Saturday, September 06, 2008

Just a little something it's important to know

If you see Sarah Palin, or any of the McCain campaign whining about how her family is being "attacked," remember this: When asked to give an example...they couldn't. Just a little something to keep in mind.

Link should work now, thanks Alan.

Dang, that could be messy

Friday, September 05, 2008

we're Americans...And you know what that means? ...That means that our forefathers were kicked out of every decent country in the world.

As you may have seen, no-vote Giuliani made a big stink at the GOP convention over how little we Democrats mentioned the September 11, 2001 attacks at ours. Cute.

Well, funny story. Can you guess who the GOP spent a whole convention forgetting to shine a light on?

American soldiers.

Not a single bloody word, virtually, was spoken about them over the entire four days of the convention. At least, not about the ones who are fighting and sacrificing in Iraq and Afghanistan now.

As opposed to the one who was in a Vietnamese POW camp, before I was even born.

Have a look at the most recent Iraq casualty* figures. Add to that 569 in Afghanistan.

And ask yourself why the McCain Republican party is willing to use video of the towers falling to try to scare the country into giving them four more years. But not to pay tribute to the American citizens that have suffered and fallen since.

My answer: Because it's their fault.

Actually, there's a case to be made that both are their fault (or at least, their failure), but I guess they figured there were still a few drops of blood to be squeezed from the turnip of at least one of 'em.

*Gil Scott-Heron, I believe it was, remarked upon what an odd word that is. "Casualties.' Nothing casual about dying."

Thursday, September 04, 2008

This ain't funny.

Just read.

Ohhhhhhhhhhhhhhhhhhhhhhhhhhhh shit (edited w/addition)

Georgia Republican Rep.
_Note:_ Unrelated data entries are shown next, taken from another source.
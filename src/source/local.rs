//! Local-directory sampling, for offline runs and tests.

use anyhow::{Context, Result};
use rand::Rng;
use std::path::{Path, PathBuf};
use walkdir::WalkDir;

use super::{has_image_extension, sample_without_replacement, NamedImage, SourceError};

/// Recursively discover image files under `dir`
fn discover_images(dir: &Path) -> Vec<PathBuf> {
    let mut images: Vec<PathBuf> = WalkDir::new(dir)
        .follow_links(false)
        .into_iter()
        .filter_map(|e| e.ok())
        .filter(|e| e.path().is_file())
        .map(|e| e.path().to_path_buf())
        .filter(|path| path.to_str().is_some_and(has_image_extension))
        .collect();

    // Sort by path for consistent ordering before sampling
    images.sort();
    images
}

/// Sample and decode up to `max_count` images under a local directory.
///
/// Errors when the directory holds no matching files; otherwise returns
/// `min(max_count, available)` images.
pub fn load_random_images_from_dir<R: Rng>(
    dir: &Path,
    max_count: usize,
    rng: &mut R,
) -> Result<Vec<NamedImage>> {
    let candidates = discover_images(dir);
    if candidates.is_empty() {
        return Err(SourceError::NoMatchingImages(dir.display().to_string()).into());
    }

    let selected = sample_without_replacement(candidates, max_count, rng);
    tracing::info!(dir = ?dir, count = selected.len(), "Sampling images from directory");

    let mut images = Vec::with_capacity(selected.len());
    for path in selected {
        let image = image::open(&path)
            .with_context(|| format!("Failed to load {}", path.display()))?;
        images.push(NamedImage {
            name: path.display().to_string(),
            image,
        });
    }

    Ok(images)
}

#[cfg(test)]
mod tests {
    use super::*;
    use image::RgbImage;
    use rand::SeedableRng;
    use rand_chacha::ChaCha8Rng;
    use std::fs::{self, File};
    use tempfile::tempdir;

    fn write_test_png(path: &Path) {
        RgbImage::new(4, 4).save(path).unwrap();
    }

    #[test]
    fn test_returns_all_when_fewer_than_requested() {
        let dir = tempdir().unwrap();
        write_test_png(&dir.path().join("a.png"));
        write_test_png(&dir.path().join("b.png"));
        File::create(dir.path().join("notes.txt")).unwrap();

        fs::create_dir(dir.path().join("nested")).unwrap();
        write_test_png(&dir.path().join("nested/c.png"));

        let mut rng = ChaCha8Rng::seed_from_u64(1);
        let images = load_random_images_from_dir(dir.path(), 5, &mut rng).unwrap();
        assert_eq!(images.len(), 3);
    }

    #[test]
    fn test_caps_at_max_count() {
        let dir = tempdir().unwrap();
        for i in 0..6 {
            write_test_png(&dir.path().join(format!("{}.png", i)));
        }

        let mut rng = ChaCha8Rng::seed_from_u64(1);
        let images = load_random_images_from_dir(dir.path(), 2, &mut rng).unwrap();
        assert_eq!(images.len(), 2);
    }

    #[test]
    fn test_empty_directory_is_an_error() {
        let dir = tempdir().unwrap();
        File::create(dir.path().join("readme.md")).unwrap();

        let mut rng = ChaCha8Rng::seed_from_u64(1);
        let err = load_random_images_from_dir(dir.path(), 5, &mut rng).unwrap_err();
        assert!(matches!(
            err.downcast_ref::<SourceError>(),
            Some(SourceError::NoMatchingImages(_))
        ));
    }

    #[test]
    fn test_seeded_sampling_is_reproducible() {
        let dir = tempdir().unwrap();
        for i in 0..10 {
            write_test_png(&dir.path().join(format!("{}.png", i)));
        }

        let mut rng_a = ChaCha8Rng::seed_from_u64(9);
        let mut rng_b = ChaCha8Rng::seed_from_u64(9);
        let names_a: Vec<String> = load_random_images_from_dir(dir.path(), 4, &mut rng_a)
            .unwrap()
            .into_iter()
            .map(|img| img.name)
            .collect();
        let names_b: Vec<String> = load_random_images_from_dir(dir.path(), 4, &mut rng_b)
            .unwrap()
            .into_iter()
            .map(|img| img.name)
            .collect();
        assert_eq!(names_a, names_b);
    }
}
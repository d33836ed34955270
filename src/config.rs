use anyhow::Result;
use serde::{Deserialize, Serialize};
use std::path::{Path, PathBuf};

use crate::eval::DEFAULT_TOLERANCE;
use crate::hub;

#[derive(Debug, Clone, Serialize, Deserialize)]
pub struct Config {
    /// GCS bucket holding the generated images
    #[serde(default)]
    pub bucket: Option<String>,

    /// Object prefix within the bucket
    #[serde(default)]
    pub prefix: String,

    /// Local directory to sample from instead of GCS
    #[serde(default)]
    pub images_dir: Option<PathBuf>,

    #[serde(default = "default_max_images")]
    pub max_images: usize,

    /// Absolute closeness tolerance between backend means
    #[serde(default = "default_tolerance")]
    pub tolerance: f32,

    /// RNG seed; omit for a fresh sample each run
    #[serde(default)]
    pub seed: Option<u64>,

    #[serde(default = "default_models_dir")]
    pub models_dir: PathBuf,

    /// Directory for log files; logs go to stderr only when unset
    #[serde(default)]
    pub log_dir: Option<PathBuf>,
}

fn default_max_images() -> usize {
    30
}

fn default_tolerance() -> f32 {
    DEFAULT_TOLERANCE
}

fn default_models_dir() -> PathBuf {
    hub::default_models_dir()
}

impl Default for Config {
    fn default() -> Self {
        Self {
            bucket: None,
            prefix: String::new(),
            images_dir: None,
            max_images: default_max_images(),
            tolerance: default_tolerance(),
            seed: None,
            models_dir: default_models_dir(),
            log_dir: None,
        }
    }
}

impl Config {
    pub fn load() -> Result<Self> {
        let config_path = Self::config_path();

        if config_path.exists() {
            Self::load_from(&config_path)
        } else {
            // Create default config
            let config = Config::default();
            config.save()?;
            Ok(config)
        }
    }

    pub fn load_from(path: &Path) -> Result<Self> {
        let content = std::fs::read_to_string(path)?;
        let config: Config = toml::from_str(&content)?;
        Ok(config)
    }

    pub fn save(&self) -> Result<()> {
        let config_path = Self::config_path();

        // Ensure parent directory exists
        if let Some(parent) = config_path.parent() {
            std::fs::create_dir_all(parent)?;
        }

        let content = toml::to_string_pretty(self)?;
        std::fs::write(&config_path, content)?;

        Ok(())
    }

    pub fn config_dir() -> PathBuf {
        dirs::config_dir()
            .unwrap_or_else(|| PathBuf::from("."))
            .join("clipscore")
    }

    fn config_path() -> PathBuf {
        Self::config_dir().join("config.toml")
    }
}

#[cfg(test)]
mod tests {
    use super::*;
    use std::io::Write;
    use tempfile::NamedTempFile;

    #[test]
    fn test_defaults() {
        let config = Config::default();
        assert_eq!(config.max_images, 30);
        assert!((config.tolerance - 1e-3).abs() < f32::EPSILON);
        assert!(config.bucket.is_none());
        assert!(config.seed.is_none());
    }

    #[test]
    fn test_partial_file_fills_defaults() {
        let mut file = NamedTempFile::new().unwrap();
        writeln!(
            file,
            r#"
bucket = "diffusion-eval"
prefix = "checkpoints/512000"
seed = 17
"#
        )
        .unwrap();

        let config = Config::load_from(file.path()).unwrap();
        assert_eq!(config.bucket.as_deref(), Some("diffusion-eval"));
        assert_eq!(config.prefix, "checkpoints/512000");
        assert_eq!(config.seed, Some(17));
        assert_eq!(config.max_images, 30);
        assert!(config.images_dir.is_none());
    }

    #[test]
    fn test_roundtrip() {
        let mut config = Config::default();
        config.bucket = Some("bucket-a".to_string());
        config.max_images = 5;

        let serialized = toml::to_string_pretty(&config).unwrap();
        let parsed: Config = toml::from_str(&serialized).unwrap();
        assert_eq!(parsed.bucket.as_deref(), Some("bucket-a"));
        assert_eq!(parsed.max_images, 5);
    }
}
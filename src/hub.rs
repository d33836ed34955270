//! Model artifact cache.
//!
//! Pretrained weights and the tokenizer vocabulary are fetched once over
//! HTTPS and kept under the local data directory. The cache location can be
//! overridden through `models_dir` in the config file.

use anyhow::{anyhow, Result};
use std::path::{Path, PathBuf};

/// Default models directory path
pub fn default_models_dir() -> PathBuf {
    dirs::data_local_dir()
        .unwrap_or_else(|| PathBuf::from(".local/share"))
        .join("clipscore")
        .join("models")
}

/// Download an artifact if it is not already cached
pub fn ensure_artifact(models_dir: &Path, filename: &str, url: &str) -> Result<PathBuf> {
    std::fs::create_dir_all(models_dir)?;
    let artifact_path = models_dir.join(filename);

    if !artifact_path.exists() {
        tracing::info!(artifact = %filename, "Downloading model artifact...");
        let response = ureq::get(url)
            .call()
            .map_err(|e| anyhow!("Failed to download {}: {}", filename, e))?;

        let mut file = std::fs::File::create(&artifact_path)?;
        std::io::copy(&mut response.into_reader(), &mut file)?;
        tracing::info!(artifact = %filename, path = ?artifact_path, "Artifact downloaded");
    }

    Ok(artifact_path)
}

#[cfg(test)]
mod tests {
    use super::*;
    use std::io::Write;
    use tempfile::tempdir;

    #[test]
    fn test_cached_artifact_is_not_refetched() {
        let dir = tempdir().unwrap();
        let path = dir.path().join("model.onnx");
        let mut file = std::fs::File::create(&path).unwrap();
        file.write_all(b"weights").unwrap();

        // The URL is unreachable, so this only passes if the cache short-circuits
        let resolved =
            ensure_artifact(dir.path(), "model.onnx", "http://127.0.0.1:1/model.onnx").unwrap();
        assert_eq!(resolved, path);
        assert_eq!(std::fs::read(&resolved).unwrap(), b"weights");
    }
}
//! Image preprocessing following the published CLIP recipe.

use image::DynamicImage;

/// CLIP input resolution
pub const INPUT_SIZE: u32 = 224;

/// CLIP channel means
pub const MEAN: [f32; 3] = [0.48145466, 0.4578275, 0.40821073];

/// CLIP channel standard deviations
pub const STD: [f32; 3] = [0.26862954, 0.26130258, 0.27577711];

/// Resize, normalize and lay out an image as a single-image NCHW batch
/// (`[1, 3, 224, 224]`, flattened row-major).
pub fn image_to_nchw(img: &DynamicImage) -> Vec<f32> {
    let resized = img.resize_exact(INPUT_SIZE, INPUT_SIZE, image::imageops::FilterType::Triangle);
    let rgb = resized.to_rgb8();

    let plane = (INPUT_SIZE * INPUT_SIZE) as usize;
    let mut data = vec![0.0f32; 3 * plane];

    for y in 0..INPUT_SIZE as usize {
        for x in 0..INPUT_SIZE as usize {
            let pixel = rgb.get_pixel(x as u32, y as u32);
            let idx = y * INPUT_SIZE as usize + x;

            // Normalize: (pixel/255 - mean) / std, one plane per channel
            for c in 0..3 {
                data[c * plane + idx] = ((pixel[c] as f32 / 255.0) - MEAN[c]) / STD[c];
            }
        }
    }

    data
}

#[cfg(test)]
mod tests {
    use super::*;
    use image::{Rgb, RgbImage};

    #[test]
    fn test_output_shape() {
        let img = DynamicImage::ImageRgb8(RgbImage::new(64, 48));
        let data = image_to_nchw(&img);
        assert_eq!(data.len(), 3 * 224 * 224);
    }

    #[test]
    fn test_constant_image_normalization() {
        let mut buf = RgbImage::new(32, 32);
        for pixel in buf.pixels_mut() {
            *pixel = Rgb([255, 0, 128]);
        }
        let data = image_to_nchw(&DynamicImage::ImageRgb8(buf));

        let plane = 224 * 224;
        let expected_r = (1.0 - MEAN[0]) / STD[0];
        let expected_g = (0.0 - MEAN[1]) / STD[1];
        let expected_b = (128.0 / 255.0 - MEAN[2]) / STD[2];

        // A constant image stays constant per channel through resizing
        assert!((data[0] - expected_r).abs() < 1e-4);
        assert!((data[plane / 2] - expected_r).abs() < 1e-4);
        assert!((data[plane] - expected_g).abs() < 1e-4);
        assert!((data[2 * plane + plane - 1] - expected_b).abs() < 1e-4);
    }
}
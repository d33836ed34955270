mod clip;
mod config;
mod eval;
mod hub;
mod logging;
mod source;

use anyhow::{bail, Result};
use rand::{Rng, SeedableRng};
use rand_chacha::ChaCha8Rng;
use std::path::{Path, PathBuf};

use clip::{BackendKind, ClipScorer, OnnxScorer, TorchScorer};
use config::Config;
use source::{GcsImageSource, NamedImage};

/// Which scorer(s) this run exercises
#[derive(Debug, Clone, Copy, PartialEq)]
enum RunMode {
    Single(BackendKind),
    Both,
}

struct CliArgs {
    config_path: Option<PathBuf>,
    bucket: Option<String>,
    prefix: Option<String>,
    images_dir: Option<PathBuf>,
    max_images: Option<usize>,
    seed: Option<u64>,
    tolerance: Option<f32>,
    mode: RunMode,
}

impl CliArgs {
    fn apply_to(&self, config: &mut Config) {
        if let Some(bucket) = &self.bucket {
            config.bucket = Some(bucket.clone());
        }
        if let Some(prefix) = &self.prefix {
            config.prefix = prefix.clone();
        }
        if let Some(dir) = &self.images_dir {
            config.images_dir = Some(dir.clone());
        }
        if let Some(max_images) = self.max_images {
            config.max_images = max_images;
        }
        if let Some(seed) = self.seed {
            config.seed = Some(seed);
        }
        if let Some(tolerance) = self.tolerance {
            config.tolerance = tolerance;
        }
    }
}

fn take_value(args: &[String], i: &mut usize, flag: &str) -> String {
    if *i + 1 < args.len() {
        *i += 1;
        args[*i].clone()
    } else {
        eprintln!("Error: {} requires a value", flag);
        std::process::exit(1);
    }
}

fn parse_number<T: std::str::FromStr>(value: &str, flag: &str) -> T {
    value.parse().unwrap_or_else(|_| {
        eprintln!("Error: invalid value for {}: {}", flag, value);
        std::process::exit(1);
    })
}

fn parse_args() -> CliArgs {
    let args: Vec<String> = std::env::args().collect();
    let mut parsed = CliArgs {
        config_path: None,
        bucket: None,
        prefix: None,
        images_dir: None,
        max_images: None,
        seed: None,
        tolerance: None,
        mode: RunMode::Both,
    };

    let mut i = 1;
    while i < args.len() {
        match args[i].as_str() {
            "--help" | "-h" => {
                print_help();
                std::process::exit(0);
            }
            "--version" | "-V" => {
                println!("clipscore {}", env!("CARGO_PKG_VERSION"));
                std::process::exit(0);
            }
            "--config" | "-c" => {
                parsed.config_path = Some(PathBuf::from(take_value(&args, &mut i, "--config")));
            }
            "--bucket" => {
                parsed.bucket = Some(take_value(&args, &mut i, "--bucket"));
            }
            "--prefix" => {
                parsed.prefix = Some(take_value(&args, &mut i, "--prefix"));
            }
            "--images-dir" => {
                parsed.images_dir = Some(PathBuf::from(take_value(&args, &mut i, "--images-dir")));
            }
            "--max-images" => {
                let value = take_value(&args, &mut i, "--max-images");
                parsed.max_images = Some(parse_number(&value, "--max-images"));
            }
            "--seed" => {
                let value = take_value(&args, &mut i, "--seed");
                parsed.seed = Some(parse_number(&value, "--seed"));
            }
            "--tolerance" => {
                let value = take_value(&args, &mut i, "--tolerance");
                parsed.tolerance = Some(parse_number(&value, "--tolerance"));
            }
            "--backend" => {
                let value = take_value(&args, &mut i, "--backend");
                parsed.mode = match value.as_str() {
                    "both" => RunMode::Both,
                    other => match other.parse::<BackendKind>() {
                        Ok(kind) => RunMode::Single(kind),
                        Err(message) => {
                            eprintln!("Error: {}", message);
                            std::process::exit(1);
                        }
                    },
                };
            }
            _ => {
                eprintln!("Unknown argument: {}", args[i]);
                print_help();
                std::process::exit(1);
            }
        }
        i += 1;
    }

    parsed
}

fn print_help() {
    println!(
        r#"clipscore - cross-backend CLIP similarity verification

USAGE:
    clipscore [OPTIONS]

OPTIONS:
    --config, -c PATH   Path to config file
    --bucket NAME       GCS bucket holding generated images
    --prefix PATH       Object prefix within the bucket
    --images-dir PATH   Sample a local directory instead of GCS
    --max-images N      Sample size cap (default 30)
    --backend KIND      torch, onnx, or both (default both)
    --seed N            RNG seed for reproducible sampling
    --tolerance T       Consistency tolerance (default 1e-3)
    --version, -V       Show version
    --help, -h          Show this help message

ENVIRONMENT:
    CLIPSCORE_LOG        Log level (trace, debug, info, warn, error)
    CLIPSCORE_GCS_TOKEN  Bearer token for private buckets

Config file location: $XDG_CONFIG_HOME/clipscore/config.toml"#
    );
}

fn load_images<R: Rng>(config: &Config, rng: &mut R) -> Result<Vec<NamedImage>> {
    if let Some(dir) = &config.images_dir {
        return source::load_random_images_from_dir(dir, config.max_images, rng);
    }

    match &config.bucket {
        Some(bucket) => {
            let gcs = GcsImageSource::new(bucket, &config.prefix);
            gcs.load_random_images(config.max_images, rng)
        }
        None => bail!("No image source configured; pass --bucket or --images-dir"),
    }
}

fn load_scorer(kind: BackendKind, models_dir: &Path) -> Result<Box<dyn ClipScorer>> {
    Ok(match kind {
        BackendKind::Torch => Box::new(TorchScorer::load(models_dir)?),
        BackendKind::Onnx => Box::new(OnnxScorer::load(models_dir)?),
    })
}

fn main() -> Result<()> {
    let args = parse_args();

    // Load configuration, then let CLI flags win
    let mut config = match &args.config_path {
        Some(path) => Config::load_from(path)?,
        None => Config::load()?,
    };
    args.apply_to(&mut config);

    let _ = logging::init(config.log_dir.clone());

    let mut rng = match config.seed {
        Some(seed) => ChaCha8Rng::seed_from_u64(seed),
        None => ChaCha8Rng::from_entropy(),
    };

    let images = load_images(&config, &mut rng)?;
    let prompts: Vec<String> = (0..images.len())
        .map(|_| eval::random_caption(&mut rng).to_string())
        .collect();
    tracing::info!(count = images.len(), "Evaluation inputs ready");

    match args.mode {
        RunMode::Single(kind) => {
            let mut scorer = load_scorer(kind, &config.models_dir)?;
            let score = eval::evaluate(&images, &prompts, scorer.as_mut())?;
            tracing::info!(backend = %kind, score, "Aggregate CLIP score");
            println!("{} CLIP score: {:.6}", kind, score);
        }
        RunMode::Both => {
            let mut torch = TorchScorer::load(&config.models_dir)?;
            let mut onnx = OnnxScorer::load(&config.models_dir)?;
            let matched =
                eval::check_consistency(&images, &prompts, &mut torch, &mut onnx, config.tolerance)?;
            println!("{}", if matched { "Matched" } else { "Did not match" });
        }
    }

    Ok(())
}
//! Logging setup.
//!
//! Logs go to stderr; when a log directory is configured, a daily rolling
//! file receives a copy as well.
//!
//! Log level can be controlled via the `CLIPSCORE_LOG` environment variable:
//! - `CLIPSCORE_LOG=debug` for per-pair scores and timings
//! - `CLIPSCORE_LOG=info` for standard output (default)
//! - `CLIPSCORE_LOG=warn` for warnings and errors only

use anyhow::Result;
use std::path::PathBuf;
use tracing_subscriber::{fmt, layer::SubscriberExt, util::SubscriberInitExt, EnvFilter};

/// Initialize the logging system.
pub fn init(log_dir: Option<PathBuf>) -> Result<()> {
    let env_filter =
        EnvFilter::try_from_env("CLIPSCORE_LOG").unwrap_or_else(|_| EnvFilter::new("info"));

    let stderr_layer = fmt::layer()
        .with_writer(std::io::stderr)
        .with_target(false);

    match log_dir {
        Some(dir) => {
            std::fs::create_dir_all(&dir)?;
            let file_appender = tracing_appender::rolling::daily(&dir, "clipscore.log");
            let (non_blocking, guard) = tracing_appender::non_blocking(file_appender);

            // Store the guard in a static to prevent it from being dropped
            // This is safe because we only call init() once at startup
            static GUARD: std::sync::OnceLock<tracing_appender::non_blocking::WorkerGuard> =
                std::sync::OnceLock::new();
            let _ = GUARD.set(guard);

            tracing_subscriber::registry()
                .with(env_filter)
                .with(stderr_layer)
                .with(fmt::layer().with_writer(non_blocking).with_ansi(false))
                .init();

            tracing::info!(dir = ?dir, "Logging initialized with file copy");
        }
        None => {
            tracing_subscriber::registry()
                .with(env_filter)
                .with(stderr_layer)
                .init();
        }
    }

    Ok(())
}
Lynn Westmoreland used the racially-tinged term "uppity" to describe Democratic presidential candidate Barack Obama Thursday.

Westmoreland was discussing vice presidential nominee Sarah Palin's speech with reporters outside the House chamber and was asked to compare her with Michelle Obama.

"Just from what little I’ve seen of her and Mr. Obama, Sen. Obama, they're a member of an elitist-class individual that thinks that they're uppity," Westmoreland said.

Asked to clarify that he used the word “uppity,” Westmoreland said, “Uppity, yeah.”


(PS: Yeah, I know...when I saw the link, I was praying the Republican would turn out to be from Tennessee, too. But this is still pretty funny.)

ETA: I take it back. It's not just funny, it's fucking beautiful.

Hating Sarah Palin: Now, it's really personal.

In case you were wondering...I've been doing so many posts about Sarah Palin mostly for the same reason one stops to watch a train crash: Horrified fascination. I literally cannot believe McCain expected America to swallow her as a serious choice for VP.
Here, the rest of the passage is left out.